A la découverte du blaireau dans nos campagnes

par Pascal Blain
jeudi 18 mai 2006

Avec un championnat international organisé à partir du 25 mai 2006 dans l’Allier, la chasse sous terre au blaireau fait couler beaucoup d’encre ! Mais l’on ne connaît scientifiquement que bien peu de choses sur cet animal nocturne tant les études sont rares... L’association Serre vivante, au travers d’une série de manifestations proposées fin 2005 et début 2006, s’était fixé comme ambition d’apporter au grand public une information aussi large que possible. Réalisée en collaboration avec Jura nature environnement, une exposition éditée par Serre vivante présente en neuf panneaux couleur (60cm x 80 cm) l’animal, son habitat, ses mœurs, sa reproduction, son régime alimentaire, l’état des connaissances, ses relations avec l’homme ... Monsieur Emmanuel Do Linh San, universitaire suisse, spécialiste du blaireau, invité à Dampierre dans le Jura (France) vendredi 6 janvier 2006 a par ailleurs apporté à l’occasion de sa conférence de précieuses informations. Les nombreuses précisions sur le cycle de reproduction de l’animal, ou sur ses pratiques alimentaires, sont venues par exemple décrire le fragile équilibre des populations en Europe, menacé par la pression de l’homme (routes et chasse).

Figure 1
Variation latitudinale du régime alimentaire en Europe

Le blaireau sur le plan alimentaire est un animal opportuniste : il ne s’agit pas d’un chasseur et les vers, campagnols et autres ravageurs dont il fait son festin semblent bien plus nuisibles à l’agriculteur que le blaireau lui-même. (Voir figures 1 et 2).

figure 2
Variations saisonnières de la composition du repas du blaireau

On pourrait sans doute facilement le dissuader à moindre frais de se servir dans les maïs en lait par quelque répulsif ou barrière électrique... Leur période d’appétence est en effet très brève, et contrairement aux sangliers qui n’hésitent pas à faire de longs parcours pour contourner les obstacles, le blaireau ne force pas a priori le passage ! Concernant les éboulements provoqués par les terriers dans les champs, Denis-Richard Blackbourn, naturaliste qui connaît bien cet animal, s’interroge : il semblerait que l’on soit souvent en présence d’une “approche inversée”... Ne serait-ce pas bien souvent l’agriculteur, qui après avoir détruit les haies et bosquets, abritant des terriers, va rouler (avec du matériel de plus en plus lourd) sur des galeries, parfois fort anciennes ?

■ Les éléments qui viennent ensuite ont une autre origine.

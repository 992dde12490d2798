//! JSON-file record store.
//!
//! A single JSON document holding every record, rewritten atomically
//! (temp file + rename) on each mutation. Suitable for the CLI's store
//! sizes; the engine only requires the [`RecordStore`] contract, so a
//! database-backed store can be swapped in without touching the engine.

use std::collections::HashMap;
use std::path::PathBuf;
use std::sync::Mutex;

use serde::{Deserialize, Serialize};
use tracing::debug;
use uuid::Uuid;

use crate::error::StoreError;
use crate::record::{ExternalKey, SyncableRecord};
use crate::store::{sort_records, RecordFilter, RecordStore};

#[derive(Debug, Default, Serialize, Deserialize)]
struct StoreFile {
    records: Vec<SyncableRecord>,
}

#[derive(Debug)]
pub struct JsonStore {
    path: PathBuf,
    records: Mutex<HashMap<Uuid, SyncableRecord>>,
}

impl JsonStore {
    /// Open the store at `path`, creating parent directories as needed.
    /// A missing file is an empty store.
    pub fn open(path: impl Into<PathBuf>) -> Result<Self, StoreError> {
        let path = path.into();
        if let Some(parent) = path.parent() {
            std::fs::create_dir_all(parent)?;
        }

        let records = if path.exists() {
            let contents = std::fs::read_to_string(&path)?;
            let file: StoreFile = serde_json::from_str(&contents)
                .map_err(|e| StoreError::Corrupt(format!("{}: {e}", path.display())))?;
            file.records.into_iter().map(|r| (r.id, r)).collect()
        } else {
            HashMap::new()
        };

        debug!(path = %path.display(), "opened record store");
        Ok(JsonStore {
            path,
            records: Mutex::new(records),
        })
    }

    /// Default store location: `<data_dir>/daybook/records.json`.
    pub fn default_path() -> Result<PathBuf, StoreError> {
        let data_dir = dirs::data_dir().ok_or_else(|| {
            StoreError::Corrupt("could not determine data directory".to_string())
        })?;
        Ok(data_dir.join("daybook").join("records.json"))
    }

    /// Write the full record set atomically: temp file first, then
    /// rename over the real path (rename is atomic on the same
    /// filesystem).
    fn persist(&self, records: &HashMap<Uuid, SyncableRecord>) -> Result<(), StoreError> {
        let mut all: Vec<SyncableRecord> = records.values().cloned().collect();
        sort_records(&mut all);

        let contents = serde_json::to_string_pretty(&StoreFile { records: all })
            .map_err(|e| StoreError::Corrupt(e.to_string()))?;

        let temp_path = self.path.with_extension("json.tmp");
        std::fs::write(&temp_path, contents)?;
        std::fs::rename(&temp_path, &self.path)?;
        Ok(())
    }
}

impl RecordStore for JsonStore {
    fn get(&self, id: Uuid) -> Result<Option<SyncableRecord>, StoreError> {
        let records = self.records.lock().unwrap_or_else(|e| e.into_inner());
        Ok(records.get(&id).cloned())
    }

    fn find_by_external_key(
        &self,
        provider: &str,
        key: &ExternalKey,
    ) -> Result<Option<SyncableRecord>, StoreError> {
        let records = self.records.lock().unwrap_or_else(|e| e.into_inner());
        Ok(records
            .values()
            .find(|r| r.external_key(provider) == Some(key))
            .cloned())
    }

    fn query(&self, filter: &RecordFilter) -> Result<Vec<SyncableRecord>, StoreError> {
        let records = self.records.lock().unwrap_or_else(|e| e.into_inner());
        let mut matched: Vec<SyncableRecord> =
            records.values().filter(|r| filter.matches(r)).cloned().collect();
        sort_records(&mut matched);
        Ok(matched)
    }

    fn save(&self, record: &SyncableRecord) -> Result<(), StoreError> {
        let mut records = self.records.lock().unwrap_or_else(|e| e.into_inner());
        let previous = records.insert(record.id, record.clone());
        if let Err(e) = self.persist(&records) {
            // Roll the in-memory state back so a failed write is not
            // observable as a committed transaction.
            match previous {
                Some(prev) => records.insert(record.id, prev),
                None => records.remove(&record.id),
            };
            return Err(e);
        }
        Ok(())
    }

    fn remove(&self, id: Uuid) -> Result<(), StoreError> {
        let mut records = self.records.lock().unwrap_or_else(|e| e.into_inner());
        let previous = records.remove(&id);
        if let Err(e) = self.persist(&records) {
            if let Some(prev) = previous {
                records.insert(id, prev);
            }
            return Err(e);
        }
        Ok(())
    }
}
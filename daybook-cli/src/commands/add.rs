use anyhow::{Context, Result};
use chrono::{DateTime, NaiveDate, NaiveDateTime, NaiveTime, Utc};
use daybook_core::{ItemKind, Priority, RecordContent, RecordStore, SyncableRecord};
use owo_colors::OwoColorize;

pub struct AddArgs {
    pub title: String,
    pub start: Option<String>,
    pub end: Option<String>,
    pub event: bool,
    pub notes: Option<String>,
    pub category: Option<String>,
    pub location: Option<String>,
    pub priority: Option<String>,
    pub reminder: Option<i64>,
    pub local_only: bool,
}

pub fn run(args: AddArgs) -> Result<()> {
    let store = crate::open_store()?;

    let (start, all_day) = match &args.start {
        Some(s) => parse_datetime(s)?,
        None => (Utc::now(), false),
    };

    let mut content = RecordContent::task(&args.title, start);
    if args.event {
        content.kind = ItemKind::Event;
    }
    content.all_day = all_day;
    content.end = args
        .end
        .as_deref()
        .map(|s| parse_datetime(s).map(|(t, _)| t))
        .transpose()?;
    content.notes = args.notes;
    content.location = args.location;
    content.reminder_minutes = args.reminder;
    if let Some(category) = args.category {
        content.category = category;
    }
    if let Some(priority) = args.priority.as_deref() {
        content.priority = parse_priority(priority)?;
    }

    let mut record = SyncableRecord::new_local(content);
    if args.local_only {
        record.mark_local_only();
    }
    store.save(&record)?;

    let kind = if args.event { "event" } else { "task" };
    println!(
        "{}",
        format!("  Created {kind}: {} [{}]", args.title, short_id(&record)).green()
    );
    Ok(())
}

fn short_id(record: &SyncableRecord) -> String {
    record.id.to_string()[..8].to_string()
}

/// Parse "2026-03-20T15:00" (timed) or "2026-03-20" (all-day).
fn parse_datetime(input: &str) -> Result<(DateTime<Utc>, bool)> {
    if let Ok(dt) = NaiveDateTime::parse_from_str(input, "%Y-%m-%dT%H:%M") {
        return Ok((dt.and_utc(), false));
    }
    let date = NaiveDate::parse_from_str(input, "%Y-%m-%d")
        .with_context(|| format!("Could not parse date/time: \"{input}\""))?;
    Ok((date.and_time(NaiveTime::MIN).and_utc(), true))
}

fn parse_priority(input: &str) -> Result<Priority> {
    match input {
        "none" => Ok(Priority::None),
        "low" => Ok(Priority::Low),
        "medium" => Ok(Priority::Medium),
        "high" => Ok(Priority::High),
        other => anyhow::bail!("Unknown priority '{}' (none, low, medium, high)", other),
    }
}
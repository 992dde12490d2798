use anyhow::Result;
use daybook_core::{ItemKind, RecordFilter, RecordStore};

use crate::render;

pub fn run(all: bool) -> Result<()> {
    let store = crate::open_store()?;
    let records = store.query(&RecordFilter::default())?;

    let mut shown = 0;
    for record in &records {
        if !all && record.content.kind == ItemKind::Task && record.content.completed {
            continue;
        }
        println!("{}", render::record_line(record));
        shown += 1;
    }

    if shown == 0 {
        println!("  Nothing here yet. Try `daybook add \"Buy milk\"`.");
    }
    Ok(())
}
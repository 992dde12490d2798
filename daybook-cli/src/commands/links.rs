use anyhow::Result;
use clap::Subcommand;
use daybook_core::ProviderLink;
use owo_colors::OwoColorize;
use url::Url;

#[derive(Subcommand)]
pub enum LinksCommand {
    /// List configured provider links
    List,
    /// Add a provider link
    Add {
        /// Unique link name (e.g. "work", "team-feed")
        name: String,

        /// Provider kind: "feed", or the suffix of an installed
        /// daybook-provider-<kind> binary (e.g. "google")
        provider: String,

        /// Feed URL (required for "feed" links)
        #[arg(short, long)]
        endpoint: Option<String>,

        /// Credentials handle passed to the provider binary
        #[arg(long)]
        credentials_ref: Option<String>,

        /// Display color (hex)
        #[arg(long)]
        color: Option<String>,

        /// Never push local changes to this provider
        #[arg(long)]
        read_only: bool,
    },
    /// Remove a provider link
    Remove { name: String },
    /// Enable a provider link
    Enable { name: String },
    /// Disable a provider link (kept, but skipped by sync)
    Disable { name: String },
}

pub fn run(command: LinksCommand) -> Result<()> {
    let mut registry = crate::load_registry()?;

    match command {
        LinksCommand::List => {
            if registry.links.is_empty() {
                println!("  No provider links configured.");
                return Ok(());
            }
            for link in &registry.links {
                let state = if link.enabled {
                    "enabled".green().to_string()
                } else {
                    "disabled".dimmed().to_string()
                };
                let last_sync = link
                    .last_sync
                    .map(|t| t.format("%Y-%m-%d %H:%M").to_string())
                    .unwrap_or_else(|| "never".to_string());
                println!(
                    "  {} ({}) {} — last sync: {}",
                    link.name.bold(),
                    link.provider,
                    state,
                    last_sync
                );
            }
        }
        LinksCommand::Add {
            name,
            provider,
            endpoint,
            credentials_ref,
            color,
            read_only,
        } => {
            let mut link = ProviderLink::new(&name, &provider);
            link.endpoint = endpoint.as_deref().map(Url::parse).transpose()?;
            link.credentials_ref = credentials_ref;
            link.color = color;
            link.read_only = read_only || provider == "feed";

            if provider == "feed" && link.endpoint.is_none() {
                anyhow::bail!("Feed links need --endpoint <url>");
            }

            registry.add(link)?;
            registry.save()?;
            println!("{}", format!("  Added link: {name}").green());
        }
        LinksCommand::Remove { name } => {
            if !registry.remove(&name) {
                anyhow::bail!("No link named '{}'", name);
            }
            registry.save()?;
            println!("  Removed link: {name}");
        }
        LinksCommand::Enable { name } => set_enabled(&mut registry, &name, true)?,
        LinksCommand::Disable { name } => set_enabled(&mut registry, &name, false)?,
    }

    Ok(())
}

fn set_enabled(
    registry: &mut daybook_core::LinkRegistry,
    name: &str,
    enabled: bool,
) -> Result<()> {
    let Some(link) = registry.get_mut(name) else {
        anyhow::bail!("No link named '{}'", name);
    };
    link.enabled = enabled;
    registry.save()?;
    println!(
        "  {} link: {}",
        if enabled { "Enabled" } else { "Disabled" },
        name
    );
    Ok(())
}
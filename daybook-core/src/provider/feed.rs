//! Read-only ICS subscription feed adapter.
//!
//! Fetches a published .ics feed over HTTP(S) and reports each VEVENT as
//! an upsert keyed by its UID within the subscription. Feeds are a
//! snapshot format: they cannot signal deletions against a watermark, so
//! the adapter never emits `Delete` changes, and it never writes.

use async_trait::async_trait;
use chrono::{DateTime, NaiveDateTime, NaiveTime, Utc};
use icalendar::parser::{read_calendar, unfold, Component};
use icalendar::{CalendarDateTime, DatePerhapsTime};
use tracing::debug;
use url::Url;

use crate::error::ProviderError;
use crate::provider::{ProviderAdapter, RemoteChange};
use crate::record::{ExternalKey, ItemKind, Priority, RecordContent};

pub struct FeedAdapter {
    name: String,
    endpoint: Url,
    client: reqwest::Client,
}

impl FeedAdapter {
    pub fn new(name: impl Into<String>, endpoint: Url) -> Self {
        FeedAdapter {
            name: name.into(),
            endpoint,
            client: reqwest::Client::new(),
        }
    }
}

#[async_trait]
impl ProviderAdapter for FeedAdapter {
    fn name(&self) -> &str {
        &self.name
    }

    fn can_write(&self) -> bool {
        false
    }

    async fn list_changes(
        &self,
        since: Option<DateTime<Utc>>,
    ) -> Result<Vec<RemoteChange>, ProviderError> {
        let response = self
            .client
            .get(self.endpoint.clone())
            .send()
            .await
            .map_err(|e| ProviderError::Unavailable(format!("feed fetch failed: {e}")))?;

        if !response.status().is_success() {
            return Err(ProviderError::Unavailable(format!(
                "feed returned HTTP {}",
                response.status()
            )));
        }

        let body = response
            .text()
            .await
            .map_err(|e| ProviderError::Unavailable(format!("feed body: {e}")))?;

        let changes = parse_feed(&self.name, &body, since)?;
        debug!(feed = %self.name, count = changes.len(), "parsed feed changes");
        Ok(changes)
    }
}

/// Parse an ICS document into upsert changes for this subscription.
///
/// Events without a LAST-MODIFIED stamp are always included; the engine
/// treats them as modified at pull time, which keeps a stampless feed
/// converging instead of silently stale.
fn parse_feed(
    subscription: &str,
    content: &str,
    since: Option<DateTime<Utc>>,
) -> Result<Vec<RemoteChange>, ProviderError> {
    let unfolded = unfold(content);
    let calendar = read_calendar(&unfolded)
        .map_err(|e| ProviderError::Rejected(format!("feed is not valid ICS: {e}")))?;

    let mut changes = Vec::new();
    for vevent in calendar.components.iter().filter(|c| c.name == "VEVENT") {
        let Some(item) = parse_vevent(vevent) else {
            continue;
        };
        let (uid, content, modified) = item;

        if let (Some(since), Some(modified)) = (since, modified) {
            if modified <= since {
                continue;
            }
        }

        changes.push(RemoteChange::Upsert {
            key: ExternalKey::in_collection(uid, subscription),
            content,
            modified,
        });
    }
    Ok(changes)
}

fn parse_vevent(vevent: &Component) -> Option<(String, RecordContent, Option<DateTime<Utc>>)> {
    let uid = vevent.find_prop("UID")?.val.to_string();
    let summary = vevent
        .find_prop("SUMMARY")
        .map(|p| p.val.to_string())
        .unwrap_or_else(|| "(No title)".to_string());

    let (start, all_day) =
        to_utc(DatePerhapsTime::try_from(vevent.find_prop("DTSTART")?).ok()?);
    let end = vevent
        .find_prop("DTEND")
        .and_then(|p| DatePerhapsTime::try_from(p).ok())
        .map(|dpt| to_utc(dpt).0);

    let notes = vevent.find_prop("DESCRIPTION").map(|p| p.val.to_string());
    let location = vevent.find_prop("LOCATION").map(|p| p.val.to_string());
    let modified = vevent
        .find_prop("LAST-MODIFIED")
        .and_then(|p| parse_ics_timestamp(p.val.as_ref()));

    // Recurrence stays opaque: the raw RRULE value is carried as bytes
    // and never interpreted here.
    let recurrence = vevent
        .find_prop("RRULE")
        .map(|p| p.val.to_string().into_bytes());

    let content = RecordContent {
        kind: ItemKind::Event,
        title: summary,
        start,
        end,
        all_day,
        notes,
        completed: false,
        category: "subscription".to_string(),
        reminder_minutes: None,
        recurrence,
        location,
        priority: Priority::None,
    };

    Some((uid, content, modified))
}

fn to_utc(dpt: DatePerhapsTime) -> (DateTime<Utc>, bool) {
    match dpt {
        DatePerhapsTime::Date(d) => (d.and_time(NaiveTime::MIN).and_utc(), true),
        DatePerhapsTime::DateTime(cal_dt) => match cal_dt {
            CalendarDateTime::Utc(dt) => (dt, false),
            CalendarDateTime::Floating(naive) => (naive.and_utc(), false),
            // Feeds are display-only here; zone-exact conversion is the
            // consumer's concern, the engine only needs a stable instant.
            CalendarDateTime::WithTimezone { date_time, .. } => (date_time.and_utc(), false),
        },
    }
}

/// Parse an ICS UTC timestamp (`20260101T120000Z`, or floating).
fn parse_ics_timestamp(value: &str) -> Option<DateTime<Utc>> {
    let trimmed = value.trim_end_matches('Z');
    NaiveDateTime::parse_from_str(trimmed, "%Y%m%dT%H%M%S")
        .ok()
        .map(|dt| dt.and_utc())
}
mod commands;
mod render;

use anyhow::Result;
use clap::{Parser, Subcommand};
use daybook_core::{JsonStore, LinkRegistry};
use tracing_subscriber::EnvFilter;

#[derive(Parser)]
#[command(name = "daybook")]
#[command(about = "Local-first events and tasks, synced to your calendar providers")]
struct Cli {
    #[command(subcommand)]
    command: Commands,
}

#[derive(Subcommand)]
enum Commands {
    /// Create a task or event
    Add {
        title: String,

        /// Start date/time (e.g., "2026-03-20T15:00" or "2026-03-20")
        #[arg(short, long)]
        start: Option<String>,

        /// End date/time
        #[arg(short, long)]
        end: Option<String>,

        /// Create an event instead of a task
        #[arg(long)]
        event: bool,

        #[arg(short, long)]
        notes: Option<String>,

        #[arg(short, long)]
        category: Option<String>,

        #[arg(short, long)]
        location: Option<String>,

        /// Priority: none, low, medium, high
        #[arg(short, long)]
        priority: Option<String>,

        /// Reminder lead time in minutes
        #[arg(short, long)]
        reminder: Option<i64>,

        /// Keep this record out of provider sync
        #[arg(long)]
        local_only: bool,
    },
    /// List records
    List {
        /// Include completed tasks
        #[arg(short, long)]
        all: bool,
    },
    /// Mark a task as completed (by id prefix)
    Complete { id: String },
    /// Delete a record (by id prefix)
    Delete { id: String },
    /// Run sync passes for enabled provider links
    Sync {
        /// Only sync this link
        #[arg(short, long)]
        link: Option<String>,
    },
    /// Manage provider links
    Links {
        #[command(subcommand)]
        command: commands::links::LinksCommand,
    },
}

#[tokio::main]
async fn main() -> Result<()> {
    tracing_subscriber::fmt()
        .with_env_filter(EnvFilter::from_default_env())
        .with_writer(std::io::stderr)
        .init();

    let cli = Cli::parse();

    match cli.command {
        Commands::Add {
            title,
            start,
            end,
            event,
            notes,
            category,
            location,
            priority,
            reminder,
            local_only,
        } => commands::add::run(commands::add::AddArgs {
            title,
            start,
            end,
            event,
            notes,
            category,
            location,
            priority,
            reminder,
            local_only,
        }),
        Commands::List { all } => commands::list::run(all),
        Commands::Complete { id } => commands::complete::run(&id),
        Commands::Delete { id } => commands::delete::run(&id),
        Commands::Sync { link } => commands::sync::run(link.as_deref()).await,
        Commands::Links { command } => commands::links::run(command),
    }
}

/// Open the record store at its default location.
fn open_store() -> Result<JsonStore> {
    let path = JsonStore::default_path()?;
    Ok(JsonStore::open(path)?)
}

/// Load the link registry from its default location.
fn load_registry() -> Result<LinkRegistry> {
    let path = LinkRegistry::default_path()?;
    Ok(LinkRegistry::load(path)?)
}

Une maternité très originale... Après l’accouplement, l’implantation de l’œuf fécondé est différée et son développement ne débute qu’au bout de 10 mois. La durée de gestation étant d’environ 2 mois, les naissances auront lieu au début de l’année suivante, en février-mars. Cependant des mises bas sont possibles plus tardivement. Le développement embryonnaire décalé (ovo-implantation différée) permet aux jeunes blaireaux nés au début du printemps d’aborder dans de meilleures conditions leur premier hiver. Le nombre moyen de blaireautins par portée varie selon les pays et les années. La moyenne européenne équivaut à 2, 43 jeunes par femelle. En moyenne, 30 % des jeunes âgés de plus de 8 semaines ne passent pas le cap de la 1re année.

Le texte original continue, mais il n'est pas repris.